PROBLEM DETAILS >>
Please copy out the listing below in full and exactly.

INPUT FOR THIS TASK >>

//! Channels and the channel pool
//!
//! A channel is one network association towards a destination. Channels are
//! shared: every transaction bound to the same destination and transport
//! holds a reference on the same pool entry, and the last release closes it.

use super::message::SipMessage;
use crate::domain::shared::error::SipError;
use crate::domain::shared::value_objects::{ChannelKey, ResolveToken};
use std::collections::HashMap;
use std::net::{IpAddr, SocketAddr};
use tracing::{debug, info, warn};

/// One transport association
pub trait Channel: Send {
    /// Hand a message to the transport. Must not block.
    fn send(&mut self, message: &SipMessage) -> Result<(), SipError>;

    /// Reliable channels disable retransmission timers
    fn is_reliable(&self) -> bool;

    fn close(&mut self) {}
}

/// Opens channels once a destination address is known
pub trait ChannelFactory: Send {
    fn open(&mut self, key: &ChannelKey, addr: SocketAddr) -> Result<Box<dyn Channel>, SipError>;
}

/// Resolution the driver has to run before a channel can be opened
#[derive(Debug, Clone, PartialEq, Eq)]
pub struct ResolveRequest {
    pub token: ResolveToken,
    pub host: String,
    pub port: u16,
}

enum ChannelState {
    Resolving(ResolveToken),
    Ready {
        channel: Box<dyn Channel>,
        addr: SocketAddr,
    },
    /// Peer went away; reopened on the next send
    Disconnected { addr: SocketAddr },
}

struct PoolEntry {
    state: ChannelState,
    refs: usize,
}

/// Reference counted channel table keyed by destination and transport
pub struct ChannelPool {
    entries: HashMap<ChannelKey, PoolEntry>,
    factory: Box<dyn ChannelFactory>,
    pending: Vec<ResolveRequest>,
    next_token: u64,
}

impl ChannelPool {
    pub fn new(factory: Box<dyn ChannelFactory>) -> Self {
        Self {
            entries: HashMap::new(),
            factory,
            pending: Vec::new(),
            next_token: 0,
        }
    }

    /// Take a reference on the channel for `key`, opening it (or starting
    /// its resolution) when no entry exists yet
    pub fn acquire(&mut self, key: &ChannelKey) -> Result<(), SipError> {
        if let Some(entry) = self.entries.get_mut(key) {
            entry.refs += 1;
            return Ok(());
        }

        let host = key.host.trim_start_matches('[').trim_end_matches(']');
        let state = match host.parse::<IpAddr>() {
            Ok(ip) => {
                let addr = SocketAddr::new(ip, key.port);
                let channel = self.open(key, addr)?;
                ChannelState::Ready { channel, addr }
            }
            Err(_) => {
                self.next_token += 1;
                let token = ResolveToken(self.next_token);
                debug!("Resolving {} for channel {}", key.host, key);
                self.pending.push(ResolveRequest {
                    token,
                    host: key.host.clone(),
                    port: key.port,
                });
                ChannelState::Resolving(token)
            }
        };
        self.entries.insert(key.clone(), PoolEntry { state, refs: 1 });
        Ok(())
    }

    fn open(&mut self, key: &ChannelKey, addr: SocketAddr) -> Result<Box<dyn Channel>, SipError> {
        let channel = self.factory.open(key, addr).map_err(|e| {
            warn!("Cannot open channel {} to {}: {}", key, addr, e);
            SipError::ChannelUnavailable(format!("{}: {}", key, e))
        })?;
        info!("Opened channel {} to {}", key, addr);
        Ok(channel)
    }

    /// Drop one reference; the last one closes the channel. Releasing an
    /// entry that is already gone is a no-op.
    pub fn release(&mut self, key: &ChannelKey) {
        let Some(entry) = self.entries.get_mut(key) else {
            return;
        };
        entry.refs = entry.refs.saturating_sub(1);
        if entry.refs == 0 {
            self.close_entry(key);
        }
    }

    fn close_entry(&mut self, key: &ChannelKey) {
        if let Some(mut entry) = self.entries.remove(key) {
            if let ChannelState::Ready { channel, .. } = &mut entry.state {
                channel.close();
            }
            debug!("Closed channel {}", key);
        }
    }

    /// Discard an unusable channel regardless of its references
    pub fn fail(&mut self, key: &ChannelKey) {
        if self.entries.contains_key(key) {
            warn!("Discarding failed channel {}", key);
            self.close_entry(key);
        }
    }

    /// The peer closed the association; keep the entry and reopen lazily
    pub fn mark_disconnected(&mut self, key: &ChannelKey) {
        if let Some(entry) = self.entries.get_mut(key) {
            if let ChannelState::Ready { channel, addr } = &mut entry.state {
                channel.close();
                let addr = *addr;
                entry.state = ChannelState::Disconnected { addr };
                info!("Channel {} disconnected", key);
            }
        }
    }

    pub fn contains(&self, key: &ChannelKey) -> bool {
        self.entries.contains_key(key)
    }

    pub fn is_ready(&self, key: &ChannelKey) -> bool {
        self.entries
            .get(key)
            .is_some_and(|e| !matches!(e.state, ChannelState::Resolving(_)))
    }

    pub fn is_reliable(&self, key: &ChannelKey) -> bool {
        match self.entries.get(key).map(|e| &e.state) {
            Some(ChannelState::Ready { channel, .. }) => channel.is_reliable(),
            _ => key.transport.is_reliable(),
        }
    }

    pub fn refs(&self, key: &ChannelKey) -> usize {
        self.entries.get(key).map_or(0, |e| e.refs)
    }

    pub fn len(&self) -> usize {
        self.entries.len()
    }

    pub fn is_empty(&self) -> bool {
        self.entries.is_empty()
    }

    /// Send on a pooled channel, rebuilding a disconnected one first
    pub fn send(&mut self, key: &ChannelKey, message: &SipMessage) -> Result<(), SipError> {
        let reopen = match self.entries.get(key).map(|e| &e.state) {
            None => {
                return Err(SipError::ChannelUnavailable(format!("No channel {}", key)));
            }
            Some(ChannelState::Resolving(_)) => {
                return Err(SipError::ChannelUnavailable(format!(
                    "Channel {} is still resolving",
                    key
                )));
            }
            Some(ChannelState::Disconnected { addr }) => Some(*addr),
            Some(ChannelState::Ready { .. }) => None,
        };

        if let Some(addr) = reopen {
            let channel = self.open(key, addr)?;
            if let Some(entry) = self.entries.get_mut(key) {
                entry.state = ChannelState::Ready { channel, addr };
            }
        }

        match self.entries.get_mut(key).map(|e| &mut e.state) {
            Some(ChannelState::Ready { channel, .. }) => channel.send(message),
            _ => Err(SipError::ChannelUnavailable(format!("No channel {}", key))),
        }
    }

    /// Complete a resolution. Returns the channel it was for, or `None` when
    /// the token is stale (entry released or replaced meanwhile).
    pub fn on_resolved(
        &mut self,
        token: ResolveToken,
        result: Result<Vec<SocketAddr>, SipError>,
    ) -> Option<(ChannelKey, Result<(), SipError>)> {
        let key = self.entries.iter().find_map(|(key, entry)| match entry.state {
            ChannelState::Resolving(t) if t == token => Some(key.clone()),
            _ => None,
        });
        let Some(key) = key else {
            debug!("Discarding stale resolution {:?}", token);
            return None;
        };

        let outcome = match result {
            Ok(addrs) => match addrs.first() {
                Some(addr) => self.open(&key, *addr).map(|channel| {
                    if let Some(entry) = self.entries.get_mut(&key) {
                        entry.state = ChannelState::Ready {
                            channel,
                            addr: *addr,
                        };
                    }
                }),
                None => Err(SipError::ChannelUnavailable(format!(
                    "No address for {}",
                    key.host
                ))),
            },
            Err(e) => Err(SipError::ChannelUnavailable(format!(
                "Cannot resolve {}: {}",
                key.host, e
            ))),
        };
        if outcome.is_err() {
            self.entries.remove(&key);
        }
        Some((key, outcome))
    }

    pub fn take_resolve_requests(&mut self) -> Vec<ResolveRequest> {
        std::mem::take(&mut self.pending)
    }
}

RESPONSE >>
//! Channels and the channel pool
//!
//! A channel is one network association towards a destination. Channels are
//! shared: every transaction bound to the same destination and transport
//! holds a reference on the same pool entry, and the last release closes it.

use super::message::SipMessage;
use crate::domain::shared::error::SipError;
use crate::domain::shared::value_objects::{ChannelKey, ResolveToken};
use std::collections::HashMap;
use std::net::{IpAddr, SocketAddr};
use tracing::{debug, info, warn};

/// One transport association
pub trait Channel: Send {
    /// Hand a message to the transport. Must not block.
    fn send(&mut self, message: &SipMessage) -> Result<(), SipError>;

    /// Reliable channels disable retransmission timers
    fn is_reliable(&self) -> bool;

    fn close(&mut self) {}
}

/// Opens channels once a destination address is known
pub trait ChannelFactory: Send {
    fn open(&mut self, key: &ChannelKey, addr: SocketAddr) -> Result<Box<dyn Channel>, SipError>;
}

/// Resolution the driver has to run before a channel can be opened
#[derive(Debug, Clone, PartialEq, Eq)]
pub struct ResolveRequest {
    pub token: ResolveToken,
    pub host: String,
    pub port: u16,
}

enum ChannelState {
    Resolving(ResolveToken),
    Ready {
        channel: Box<dyn Channel>,
        addr: SocketAddr,
    },
    /// Peer went away; reopened on the next send
    Disconnected { addr: SocketAddr },
}

struct PoolEntry {
    state: ChannelState,
    refs: usize,
}

/// Reference counted channel table keyed by destination and transport
pub struct ChannelPool {
    entries: HashMap<ChannelKey, PoolEntry>,
    factory: Box<dyn ChannelFactory>,
    pending: Vec<ResolveRequest>,
    next_token: u64,
}

impl ChannelPool {
    pub fn new(factory: Box<dyn ChannelFactory>) -> Self {
        Self {
            entries: HashMap::new(),
            factory,
            pending: Vec::new(),
            next_token: 0,
        }
    }

    /// Take a reference on the channel for `key`, opening it (or starting
    /// its resolution) when no entry exists yet
    pub fn acquire(&mut self, key: &ChannelKey) -> Result<(), SipError> {
        if let Some(entry) = self.entries.get_mut(key) {
            entry.refs += 1;
            return Ok(());
        }

        let host = key.host.trim_start_matches('[').trim_end_matches(']');
        let state = match host.parse::<IpAddr>() {
            Ok(ip) => {
                let addr = SocketAddr::new(ip, key.port);
                let channel = self.open(key, addr)?;
                ChannelState::Ready { channel, addr }
            }
            Err(_) => {
                self.next_token += 1;
                let token = ResolveToken(self.next_token);
                debug!("Resolving {} for channel {}", key.host, key);
                self.pending.push(ResolveRequest {
                    token,
                    host: key.host.clone(),
                    port: key.port,
                });
                ChannelState::Resolving(token)
            }
        };
        self.entries.insert(key.clone(), PoolEntry { state, refs: 1 });
        Ok(())
    }

    fn open(&mut self, key: &ChannelKey, addr: SocketAddr) -> Result<Box<dyn Channel>, SipError> {
        let channel = self.factory.open(key, addr).map_err(|e| {
            warn!("Cannot open channel {} to {}: {}", key, addr, e);
            SipError::ChannelUnavailable(format!("{}: {}", key, e))
        })?;
        info!("Opened channel {} to {}", key, addr);
        Ok(channel)
    }

    /// Drop one reference; the last one closes the channel. Releasing an
    /// entry that is already gone is a no-op.
    pub fn release(&mut self, key: &ChannelKey) {
        let Some(entry) = self.entries.get_mut(key) else {
            return;
        };
        entry.refs = entry.refs.saturating_sub(1);
        if entry.refs == 0 {
            self.close_entry(key);
        }
    }

    fn close_entry(&mut self, key: &ChannelKey) {
        if let Some(mut entry) = self.entries.remove(key) {
            if let ChannelState::Ready { channel, .. } = &mut entry.state {
                channel.close();
            }
            debug!("Closed channel {}", key);
        }
    }

    /// Discard an unusable channel regardless of its references
    pub fn fail(&mut self, key: &ChannelKey) {
        if self.entries.contains_key(key) {
            warn!("Discarding failed channel {}", key);
            self.close_entry(key);
        }
    }

    /// The peer closed the association; keep the entry and reopen lazily
    pub fn mark_disconnected(&mut self, key: &ChannelKey) {
        if let Some(entry) = self.entries.get_mut(key) {
            if let ChannelState::Ready { channel, addr } = &mut entry.state {
                channel.close();
                let addr = *addr;
                entry.state = ChannelState::Disconnected { addr };
                info!("Channel {} disconnected", key);
            }
        }
    }

    pub fn contains(&self, key: &ChannelKey) -> bool {
        self.entries.contains_key(key)
    }

    pub fn is_ready(&self, key: &ChannelKey) -> bool {
        self.entries
            .get(key)
            .is_some_and(|e| !matches!(e.state, ChannelState::Resolving(_)))
    }

    pub fn is_reliable(&self, key: &ChannelKey) -> bool {
        match self.entries.get(key).map(|e| &e.state) {
            Some(ChannelState::Ready { channel, .. }) => channel.is_reliable(),
            _ => key.transport.is_reliable(),
        }
    }

    pub fn refs(&self, key: &ChannelKey) -> usize {
        self.entries.get(key).map_or(0, |e| e.refs)
    }

    pub fn len(&self) -> usize {
        self.entries.len()
    }

    pub fn is_empty(&self) -> bool {
        self.entries.is_empty()
    }

    /// Send on a pooled channel, rebuilding a disconnected one first
    pub fn send(&mut self, key: &ChannelKey, message: &SipMessage) -> Result<(), SipError> {
        let reopen = match self.entries.get(key).map(|e| &e.state) {
            None => {
                return Err(SipError::ChannelUnavailable(format!("No channel {}", key)));
            }
            Some(ChannelState::Resolving(_)) => {
                return Err(SipError::ChannelUnavailable(format!(
                    "Channel {} is still resolving",
                    key
                )));
            }
            Some(ChannelState::Disconnected { addr }) => Some(*addr),
            Some(ChannelState::Ready { .. }) => None,
        };

        if let Some(addr) = reopen {
            let channel = self.open(key, addr)?;
            if let Some(entry) = self.entries.get_mut(key) {
                entry.state = ChannelState::Ready { channel, addr };
            }
        }

        match self.entries.get_mut(key).map(|e| &mut e.state) {
            Some(ChannelState::Ready { channel, .. }) => channel.send(message),
            _ => Err(SipError::ChannelUnavailable(format!("No channel {}", key))),
        }
    }

    /// Complete a resolution. Returns the channel it was for, or `None` when
    /// the token is stale (entry released or replaced meanwhile).
    pub fn on_resolved(
        &mut self,
        token: ResolveToken,
        result: Result<Vec<SocketAddr>, SipError>,
    ) -> Option<(ChannelKey, Result<(), SipError>)> {
        let key = self.entries.iter().find_map(|(key, entry)| match entry.state {
            ChannelState::Resolving(t) if t == token => Some(key.clone()),
            _ => None,
        });
        let Some(key) = key else {
            debug!("Discarding stale resolution {:?}", token);
            return None;
        };

        let outcome = match result {
            Ok(addrs) => match addrs.first() {
                Some(addr) => self.open(&key, *addr).map(|channel| {
                    if let Some(entry) = self.entries.get_mut(&key) {
                        entry.state = ChannelState::Ready {
                            channel,
                            addr: *addr,
                        };
                    }
                }),
                None => Err(SipError::ChannelUnavailable(format!(
                    "No address for {}",
                    key.host
                ))),
            },
            Err(e) => Err(SipError::ChannelUnavailable(format!(
                "Cannot resolve {}: {}",
                key.host, e
            ))),
        };
        if outcome.is_err() {
            self.entries.remove(&key);
        }
        Some((key, outcome))
    }

    pub fn take_resolve_requests(&mut self) -> Vec<ResolveRequest> {
        std::mem::take(&mut self.pending)
    }
}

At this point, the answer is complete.